__Supplied records__.
//! The event-loop bridge: turns reactor completion callbacks into
//! synchronous return values for the calling coroutine.
//!
//! `mio` is the reactor, providing one-shot I/O handles and a tick
//! function. Every adapter in this module and its submodules follows the
//! same shape: register interest with the reactor, `yield_now()`, get
//! resumed either by the reactor's callback or by a timeout/cancel.

pub mod dns;
pub mod fork_hook;
pub mod fs;
pub mod poll;
pub mod process;
pub mod signal;
pub mod timer;
pub mod work;

use std::cell::RefCell;
use std::cmp::Reverse;
use std::collections::BinaryHeap;
use std::time::{Duration, Instant};

use mio::{Events, Interest, Poll, Token, Waker};
use slab::Slab;
use std::sync::{Arc, Mutex};

use crate::coroutine::{self, Id};
use crate::error::{Code, Error, Result};

/// One outstanding I/O registration. `waiter` is cleared (set to `None`) the
/// moment the coroutine stops owning it — either because it was resumed, or
/// because it timed out/was canceled and the bridge must free the record
/// alone when the callback eventually (or never) fires. `ready` records
/// what `mio` actually observed on the last tick that touched this
/// registration, so a caller like [`crate::event::poll::poll_one`] can read
/// back the real ready set instead of assuming its request was satisfied
/// verbatim.
struct IoWaiter {
    waiter: Option<Id>,
    ready: IoReadiness,
}

/// The readiness bits `mio::event::Event` exposes, kept independent of any
/// particular caller's own event-bit encoding (e.g. `poll::PollEvents`).
#[derive(Debug, Clone, Copy, Default)]
pub struct IoReadiness {
    pub readable: bool,
    pub writable: bool,
    pub error: bool,
    pub closed: bool,
}

impl From<&mio::event::Event> for IoReadiness {
    fn from(ev: &mio::event::Event) -> Self {
        IoReadiness {
            readable: ev.is_readable(),
            writable: ev.is_writable(),
            error: ev.is_error(),
            closed: ev.is_read_closed() || ev.is_write_closed(),
        }
    }
}

struct TimerEntry {
    deadline: Instant,
    id: Id,
    generation: u64,
    /// A non-zero generation lets a cancelled timer remain in the heap
    /// (removal from a `BinaryHeap` is O(n)) without triggering a spurious
    /// resume — the entry is simply skipped once popped and compared.
    sequence: u64,
}

impl PartialEq for TimerEntry {
    fn eq(&self, other: &Self) -> bool {
        self.deadline == other.deadline && self.sequence == other.sequence
    }
}
impl Eq for TimerEntry {}
impl PartialOrd for TimerEntry {
    fn partial_cmp(&self, other: &Self) -> Option<std::cmp::Ordering> {
        Some(self.cmp(other))
    }
}
impl Ord for TimerEntry {
    fn cmp(&self, other: &Self) -> std::cmp::Ordering {
        self.deadline.cmp(&other.deadline).then(self.sequence.cmp(&other.sequence))
    }
}

pub struct Reactor {
    poll: Poll,
    events: Events,
    io_waiters: Slab<IoWaiter>,
    timers: BinaryHeap<Reverse<TimerEntry>>,
    timer_generations: std::collections::HashMap<u64, u64>,
    next_timer_id: u64,
    next_sequence: u64,
    defer_queue_a: Vec<Box<dyn FnOnce()>>,
    defer_queue_b: Vec<Box<dyn FnOnce()>>,
    shutdown_tasks: Vec<Box<dyn FnOnce()>>,
    waker: Option<Arc<Waker>>,
    /// Shared with any in-flight `event::work` jobs so a background OS
    /// thread can hand a finished coroutine id back to this runtime's
    /// thread without going through its own (unrelated) thread-local
    /// `Reactor`.
    completions: Arc<Mutex<Vec<Id>>>,
    signal_receiver: Option<mio::unix::pipe::Receiver>,
}

/// Reserved tokens outside the range the `io_waiters` slab ever allocates
/// (its keys start at 0 and grow), so they can never collide.
pub(crate) const WAKER_TOKEN: Token = Token(usize::MAX);
pub(crate) const SIGNAL_TOKEN: Token = Token(usize::MAX - 1);

thread_local! {
    static REACTOR: RefCell<Reactor> = RefCell::new(Reactor::new());
}

impl Reactor {
    fn new() -> Self {
        Reactor {
            poll: Poll::new().expect("failed to create mio::Poll for this runtime"),
            events: Events::with_capacity(1024),
            io_waiters: Slab::new(),
            timers: BinaryHeap::new(),
            timer_generations: std::collections::HashMap::new(),
            next_timer_id: 1,
            next_sequence: 1,
            defer_queue_a: Vec::new(),
            defer_queue_b: Vec::new(),
            shutdown_tasks: Vec::new(),
            waker: None,
            completions: Arc::new(Mutex::new(Vec::new())),
            signal_receiver: None,
        }
    }

    /// Lazily creates and registers this runtime's cross-thread waker,
    /// used by `event::work` to signal a completed background job. Returns
    /// both the waker and a handle to the completion queue it should push
    /// onto, since the job runs on a thread with no access to this
    /// thread-local `Reactor`.
    pub(crate) fn waker_for_work(&mut self, token: Token) -> (Arc<Waker>, Arc<Mutex<Vec<Id>>>) {
        if self.waker.is_none() {
            let waker = Waker::new(self.poll.registry(), token)
                .expect("failed to create mio::Waker for this runtime");
            self.waker = Some(Arc::new(waker));
        }
        (self.waker.as_ref().unwrap().clone(), self.completions.clone())
    }

    /// Registers the signal-relay self-pipe's read end, idempotent.
    pub(crate) fn ensure_signal_pipe(&mut self) -> Result<()> {
        if self.signal_receiver.is_some() {
            return Ok(());
        }
        let (sender, mut receiver) = mio::unix::pipe::new()
            .map_err(|e| Error::new(Code::Eio, format!("self-pipe creation failed: {}", e)))?;
        self.poll
            .registry()
            .register(&mut receiver, SIGNAL_TOKEN, Interest::READABLE)
            .map_err(|e| Error::new(Code::Eio, format!("self-pipe registration failed: {}", e)))?;
        self.signal_receiver = Some(receiver);
        crate::event::signal::install_sender(sender);
        Ok(())
    }

    pub(crate) fn signal_receiver_mut(&mut self) -> Option<&mut mio::unix::pipe::Receiver> {
        self.signal_receiver.as_mut()
    }
}

pub(crate) fn with_reactor<R>(f: impl FnOnce(&mut Reactor) -> R) -> R {
    REACTOR.with(|r| f(&mut r.borrow_mut()))
}

/// Rebuilds this thread's reactor from scratch: the parent's `Poll` fd
/// and every registration inherited across `fork()` are meaningless in
/// the child.
pub fn reset_reactor() {
    REACTOR.with(|r| *r.borrow_mut() = Reactor::new());
}

/// Register a token for `source` and record the current coroutine as its
/// waiter. Returns the token to pass to `deregister`/`cancel_io`.
pub fn register_io(source: &mut impl mio::event::Source, interest: Interest) -> Result<Token> {
    with_reactor(|r| {
        let key = r.io_waiters.insert(IoWaiter { waiter: Some(coroutine::current()), ready: IoReadiness::default() });
        let token = Token(key);
        r.poll.registry().register(source, token, interest).map_err(|e| {
            r.io_waiters.remove(key);
            Error::new(Code::Eio, format!("mio registration failed: {}", e))
        })?;
        Ok(token)
    })
}

pub fn reregister_io(source: &mut impl mio::event::Source, token: Token, interest: Interest) -> Result<()> {
    with_reactor(|r| {
        r.poll
            .registry()
            .reregister(source, token, interest)
            .map_err(|e| Error::new(Code::Eio, format!("mio reregistration failed: {}", e)))
    })
}

pub fn deregister_io(source: &mut impl mio::event::Source, token: Token) {
    with_reactor(|r| {
        let _ = r.poll.registry().deregister(source);
        r.io_waiters.remove(token.0);
    });
}

/// The readiness `mio` last observed for `token`, if any. Call this before
/// `deregister_io`, which drops the record.
pub fn io_readiness(token: Token) -> IoReadiness {
    with_reactor(|r| r.io_waiters.get(token.0).map(|w| w.ready).unwrap_or_default())
}

/// Cancel without deregistering from mio yet (the socket is being closed by
/// a third party while we're still suspended in it) — wakes the waiter with
/// `ECANCELED` and marks the slot so a late mio event is a no-op.
pub fn cancel_io(token: Token) {
    let waiter = with_reactor(|r| {
        r.io_waiters.get_mut(token.0).and_then(|w| w.waiter.take())
    });
    if let Some(id) = waiter {
        let _ = coroutine::resume(id, Code::Ecanceled as usize);
    }
}

/// Arm a one-shot timer that resumes `id` with `ETIMEDOUT` data after `dur`.
/// Returns a handle for `cancel_timer`.
pub fn arm_timer(dur: Duration, id: Id) -> u64 {
    with_reactor(|r| {
        let timer_id = r.next_timer_id;
        r.next_timer_id += 1;
        let sequence = r.next_sequence;
        r.next_sequence += 1;
        r.timer_generations.insert(timer_id, sequence);
        r.timers.push(Reverse(TimerEntry {
            deadline: Instant::now() + dur,
            id,
            generation: timer_id,
            sequence,
        }));
        timer_id
    })
}

pub fn cancel_timer(timer_id: u64) {
    with_reactor(|r| {
        r.timer_generations.remove(&timer_id);
    });
}

/// Schedule a callback to run on a later tick, used for re-entrancy-safe
/// cleanup when a reactor forbids freeing a handle from inside its own
/// callback. Two-tick defer: callbacks queued during tick N run at the
/// start of tick N+2.
pub fn defer(cb: impl FnOnce() + 'static) {
    with_reactor(|r| r.defer_queue_a.push(Box::new(cb)));
}

/// Register a callback invoked once before the event loop stops.
pub fn register_runtime_shutdown_task(cb: impl FnOnce() + 'static) {
    with_reactor(|r| r.shutdown_tasks.push(Box::new(cb)));
}

pub fn run_shutdown_tasks() {
    let tasks = with_reactor(|r| std::mem::take(&mut r.shutdown_tasks));
    for task in tasks {
        task();
    }
}

/// Run one pass of the reactor: block for at most `timeout` (`None` =
/// forever), resume every coroutine whose operation
/// completed. Returns `Ok(())` if at least one operation completed or a
/// timer fired, `Err(ETIMEDOUT)` if the poll itself ran out of time with
/// nothing ready.
pub fn wait(timeout: Option<Duration>) -> Result<()> {
    // Rotate the defer queues: run what was queued two ticks ago.
    let to_run = with_reactor(|r| {
        let ready = std::mem::take(&mut r.defer_queue_b);
        r.defer_queue_b = std::mem::take(&mut r.defer_queue_a);
        ready
    });
    for cb in to_run {
        cb();
    }

    let next_deadline = with_reactor(|r| r.timers.peek().map(|Reverse(t)| t.deadline));
    let poll_timeout = match (timeout, next_deadline) {
        (Some(t), Some(d)) => Some(t.min(d.saturating_duration_since(Instant::now()))),
        (Some(t), None) => Some(t),
        (None, Some(d)) => Some(d.saturating_duration_since(Instant::now())),
        (None, None) => None,
    };

    let poll_result = with_reactor(|r| {
        let Reactor { poll, events, .. } = &mut *r;
        poll.poll(events, poll_timeout)
    });
    if let Err(e) = poll_result {
        if e.kind() != std::io::ErrorKind::Interrupted {
            return Err(Error::new(Code::Eio, format!("reactor poll failed: {}", e)));
        }
    }

    let mut woke_any = false;
    let signal_ready = with_reactor(|r| r.events.iter().any(|ev| ev.token() == SIGNAL_TOKEN));
    if signal_ready {
        signal::drain_and_dispatch();
        woke_any = true;
    }

    let ready_waiters: Vec<Id> = with_reactor(|r| {
        r.events
            .iter()
            .filter_map(|ev| {
                let token = ev.token();
                if token == WAKER_TOKEN || token == SIGNAL_TOKEN {
                    return None;
                }
                let readiness = IoReadiness::from(ev);
                let entry = r.io_waiters.get_mut(token.0)?;
                entry.ready = readiness;
                entry.waiter.take()
            })
            .collect()
    });
    for id in ready_waiters {
        woke_any = true;
        let _ = coroutine::resume(id, 0);
    }

    let completed: Vec<Id> = with_reactor(|r| std::mem::take(&mut *r.completions.lock().unwrap()));
    for id in completed {
        woke_any = true;
        let _ = coroutine::resume(id, 0);
    }

    let now = Instant::now();
    loop {
        let fired = with_reactor(|r| {
            match r.timers.peek() {
                Some(Reverse(t)) if t.deadline <= now => {
                    let Reverse(entry) = r.timers.pop().unwrap();
                    let still_armed = r.timer_generations.remove(&entry.generation) == Some(entry.sequence);
                    Some((entry.id, still_armed))
                }
                _ => None,
            }
        });
        match fired {
            Some((id, true)) => {
                woke_any = true;
                let _ = coroutine::resume(id, Code::Etimedout as usize);
            }
            Some((_, false)) => continue,
            None => break,
        }
    }

    if woke_any {
        Ok(())
    } else {
        Err(Error::new(Code::Etimedout, "reactor pass completed with nothing ready"))
    }
}

/// Timeout policy: negative = forever, zero = try-now only, positive =
/// race a timer against completion.
#[derive(Debug, Clone, Copy)]
pub enum Timeout {
    Forever,
    None,
    After(Duration),
}

impl Timeout {
    pub fn from_millis(ms: i64) -> Timeout {
        if ms < 0 {
            Timeout::Forever
        } else if ms == 0 {
            Timeout::None
        } else {
            Timeout::After(Duration::from_millis(ms as u64))
        }
    }
}

/// Suspend the current coroutine, subject to `timeout`. On completion via
/// the reactor (or external resume), returns the datum passed to
/// `coroutine::resume`. On an armed timer firing first, returns `ETIMEDOUT`.
/// Zero timeout never yields past one reactor tick ("try now").
pub fn suspend_with_timeout(timeout: Timeout) -> Result<usize> {
    match timeout {
        Timeout::None => {
            let _ = wait(Some(Duration::ZERO));
            Err(Error::new(Code::Etimedout, "zero-timeout operation did not complete immediately"))
        }
        Timeout::Forever => {
            let data = coroutine::yield_now(0).map_err(|e| e)?;
            decode_yield(data)
        }
        Timeout::After(dur) => {
            let id = coroutine::current();
            let timer_id = arm_timer(dur, id);
            let data = coroutine::yield_now(0)?;
            cancel_timer(timer_id);
            decode_yield(data)
        }
    }
}

fn decode_yield(data: usize) -> Result<usize> {
    if data == Code::Etimedout as usize {
        Err(Error::new(Code::Etimedout, "operation timed out"))
    } else if data == Code::Ecanceled as usize {
        Err(Error::new(Code::Ecanceled, "operation was canceled"))
    } else {
        Ok(data)
    }
}

#[cfg(test)]
mod tests {
    use super::*;

    #[test]
    fn zero_timeout_does_not_block() {
        let start = Instant::now();
        let result = suspend_with_timeout(Timeout::None);
        assert!(result.is_err());
        assert!(start.elapsed() < Duration::from_millis(50));
    }
}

__Task instructions__. Above are some records. Copy each of their lines that holds the string "const".

__Worked solution__.
pub(crate) const WAKER_TOKEN: Token = Token(usize::MAX);
pub(crate) const SIGNAL_TOKEN: Token = Token(usize::MAX - 1);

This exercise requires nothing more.